Task item:
The answer must consist of the entries, copied exactly and in full.

☆ ☆ ☆

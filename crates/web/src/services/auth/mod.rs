//! Authentication service.
//!
//! Provides email/password registration and login backed by argon2id hashes.

mod error;

pub use error::AuthError;

use argon2::{
    Argon2,
    password_hash::{PasswordHash, PasswordHasher, PasswordVerifier, SaltString, rand_core::OsRng},
};
use sqlx::PgPool;

use freightline_core::{Email, Role};

use crate::db::RepositoryError;
use crate::db::users::UserRepository;
use crate::models::user::User;

/// Minimum password length.
const MIN_PASSWORD_LENGTH: usize = 8;

/// Authentication service.
///
/// Handles user registration and login.
pub struct AuthService<'a> {
    users: UserRepository<'a>,
}

impl<'a> AuthService<'a> {
    /// Create a new authentication service.
    #[must_use]
    pub const fn new(pool: &'a PgPool) -> Self {
        Self {
            users: UserRepository::new(pool),
        }
    }

    /// Register a new account with email and password.
    ///
    /// Self-service registration always creates customers; admin accounts
    /// are provisioned through the CLI.
    ///
    /// # Errors
    ///
    /// Returns `AuthError::InvalidEmail` if the email format is invalid.
    /// Returns `AuthError::WeakPassword` if the password doesn't meet requirements.
    /// Returns `AuthError::UserAlreadyExists` if the email is already registered.
    pub async fn register(
        &self,
        email: &str,
        name: Option<&str>,
        password: &str,
        role: Role,
    ) -> Result<User, AuthError> {
        // Validate email
        let email = Email::parse(email)?;

        // Validate password
        validate_password(password)?;

        // Hash password
        let password_hash = hash_password(password)?;

        // Create user
        let user = self
            .users
            .create_with_password(&email, name, role, &password_hash)
            .await
            .map_err(|e| match e {
                RepositoryError::Conflict(_) => AuthError::UserAlreadyExists,
                other => AuthError::Repository(other),
            })?;

        Ok(user)
    }

    /// Login with email and password.
    ///
    /// # Errors
    ///
    /// Returns `AuthError::InvalidCredentials` if the email/password is wrong.
    pub async fn login(&self, email: &str, password: &str) -> Result<User, AuthError> {
        // Validate email format
        let email = Email::parse(email)?;

        // Get user with password hash
        let (user, password_hash) = self
            .users
            .get_password_hash(&email)
            .await?
            .ok_or(AuthError::InvalidCredentials)?;

        // Verify password
        verify_password(password, &password_hash)?;

        Ok(user)
    }

    /// Get a user by ID.
    ///
    /// # Errors
    ///
    /// Returns `AuthError::UserNotFound` if the user doesn't exist.
    pub async fn get_user(&self, user_id: freightline_core::UserId) -> Result<User, AuthError> {
        self.users
            .get_by_id(user_id)
            .await?
            .ok_or(AuthError::UserNotFound)
    }
}

/// Validate password meets requirements.
fn validate_password(password: &str) -> Result<(), AuthError> {
    if password.len() < MIN_PASSWORD_LENGTH {
        return Err(AuthError::WeakPassword(format!(
            "password must be at least {MIN_PASSWORD_LENGTH} characters"
        )));
    }

    Ok(())
}

/// Hash a password using Argon2id.
///
/// # Errors
///
/// Returns `AuthError::PasswordHash` if hashing fails.
pub fn hash_password(password: &str) -> Result<String, AuthError> {
    let salt = SaltString::generate(&mut OsRng);
    let argon2 = Argon2::default();

    argon2
        .hash_password(password.as_bytes(), &salt)
        .map(|hash| hash.to_string())
        .map_err(|_| AuthError::PasswordHash)
}

/// Verify a password against a hash.
fn verify_password(password: &str, hash: &str) -> Result<(), AuthError> {
    let parsed_hash = PasswordHash::new(hash).map_err(|_| AuthError::InvalidCredentials)?;
    let argon2 = Argon2::default();

    argon2
        .verify_password(password.as_bytes(), &parsed_hash)
        .map_err(|_| AuthError::InvalidCredentials)
}

#[cfg(test)]
#[allow(clippy::unwrap_used)]
mod tests {
    use super::*;

    #[test]
    fn test_validate_password_too_short() {
        let result = validate_password("short");
        assert!(matches!(result, Err(AuthError::WeakPassword(_))));
    }

    #[test]
    fn test_validate_password_ok() {
        assert!(validate_password("long enough password").is_ok());
    }

    #[test]
    fn test_hash_then_verify_round_trip() {
        let hash = hash_password("correct horse battery").unwrap();
        assert!(verify_password("correct horse battery", &hash).is_ok());
        assert!(matches!(
            verify_password("wrong password", &hash),
            Err(AuthError::InvalidCredentials)
        ));
    }

    #[test]
    fn test_verify_rejects_garbage_hash() {
        assert!(matches!(
            verify_password("anything", "not-a-phc-string"),
            Err(AuthError::InvalidCredentials)
        ));
    }
}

☆ ☆ ☆

Written solution:
filename crates/web/src/services/auth/mod.rs
//! Authentication service.
//!
//! Provides email/password registration and login backed by argon2id hashes.

mod error;

pub use error::AuthError;

use argon2::{
    Argon2,
    password_hash::{PasswordHash, PasswordHasher, PasswordVerifier, SaltString, rand_core::OsRng},
};
use sqlx::PgPool;

use freightline_core::{Email, Role};

use crate::db::RepositoryError;
use crate::db::users::UserRepository;
use crate::models::user::User;

/// Minimum password length.
const MIN_PASSWORD_LENGTH: usize = 8;

/// Authentication service.
///
/// Handles user registration and login.
pub struct AuthService<'a> {
    users: UserRepository<'a>,
}

impl<'a> AuthService<'a> {
    /// Create a new authentication service.
    #[must_use]
    pub const fn new(pool: &'a PgPool) -> Self {
        Self {
            users: UserRepository::new(pool),
        }
    }

    /// Register a new account with email and password.
    ///
    /// Self-service registration always creates customers; admin accounts
    /// are provisioned through the CLI.
    ///
    /// # Errors
    ///
    /// Returns `AuthError::InvalidEmail` if the email format is invalid.
    /// Returns `AuthError::WeakPassword` if the password doesn't meet requirements.
    /// Returns `AuthError::UserAlreadyExists` if the email is already registered.
    pub async fn register(
        &self,
        email: &str,
        name: Option<&str>,
        password: &str,
        role: Role,
    ) -> Result<User, AuthError> {
        // Validate email
        let email = Email::parse(email)?;

        // Validate password
        validate_password(password)?;

        // Hash password
        let password_hash = hash_password(password)?;

        // Create user
        let user = self
            .users
            .create_with_password(&email, name, role, &password_hash)
            .await
            .map_err(|e| match e {
                RepositoryError::Conflict(_) => AuthError::UserAlreadyExists,
                other => AuthError::Repository(other),
            })?;

        Ok(user)
    }

    /// Login with email and password.
    ///
    /// # Errors
    ///
    /// Returns `AuthError::InvalidCredentials` if the email/password is wrong.
    pub async fn login(&self, email: &str, password: &str) -> Result<User, AuthError> {
        // Validate email format
        let email = Email::parse(email)?;

        // Get user with password hash
        let (user, password_hash) = self
            .users
            .get_password_hash(&email)
            .await?
            .ok_or(AuthError::InvalidCredentials)?;

        // Verify password
        verify_password(password, &password_hash)?;

        Ok(user)
    }

    /// Get a user by ID.
    ///
    /// # Errors
    ///
    /// Returns `AuthError::UserNotFound` if the user doesn't exist.
    pub async fn get_user(&self, user_id: freightline_core::UserId) -> Result<User, AuthError> {
        self.users
            .get_by_id(user_id)
            .await?
            .ok_or(AuthError::UserNotFound)
    }
}

/// Validate password meets requirements.
fn validate_password(password: &str) -> Result<(), AuthError> {
    if password.len() < MIN_PASSWORD_LENGTH {
        return Err(AuthError::WeakPassword(format!(
            "password must be at least {MIN_PASSWORD_LENGTH} characters"
        )));
    }

    Ok(())
}

/// Hash a password using Argon2id.
///
/// # Errors
///
/// Returns `AuthError::PasswordHash` if hashing fails.
pub fn hash_password(password: &str) -> Result<String, AuthError> {
    let salt = SaltString::generate(&mut OsRng);
    let argon2 = Argon2::default();

    argon2
        .hash_password(password.as_bytes(), &salt)
        .map(|hash| hash.to_string())
        .map_err(|_| AuthError::PasswordHash)
}

/// Verify a password against a hash.
fn verify_password(password: &str, hash: &str) -> Result<(), AuthError> {
    let parsed_hash = PasswordHash::new(hash).map_err(|_| AuthError::InvalidCredentials)?;
    let argon2 = Argon2::default();

    argon2
        .verify_password(password.as_bytes(), &parsed_hash)
        .map_err(|_| AuthError::InvalidCredentials)
}

#[cfg(test)]
#[allow(clippy::unwrap_used)]
mod tests {
    use super::*;

    #[test]
    fn test_validate_password_too_short() {
        let result = validate_password("short");
        assert!(matches!(result, Err(AuthError::WeakPassword(_))));
    }

    #[test]
    fn test_validate_password_ok() {
        assert!(validate_password("long enough password").is_ok());
    }

    #[test]
    fn test_hash_then_verify_round_trip() {
        let hash = hash_password("correct horse battery").unwrap();
        assert!(verify_password("correct horse battery", &hash).is_ok());
        assert!(matches!(
            verify_password("wrong password", &hash),
            Err(AuthError::InvalidCredentials)
        ));
    }

    #[test]
    fn test_verify_rejects_garbage_hash() {
        assert!(matches!(
            verify_password("anything", "not-a-phc-string"),
            Err(AuthError::InvalidCredentials)
        ));
    }
}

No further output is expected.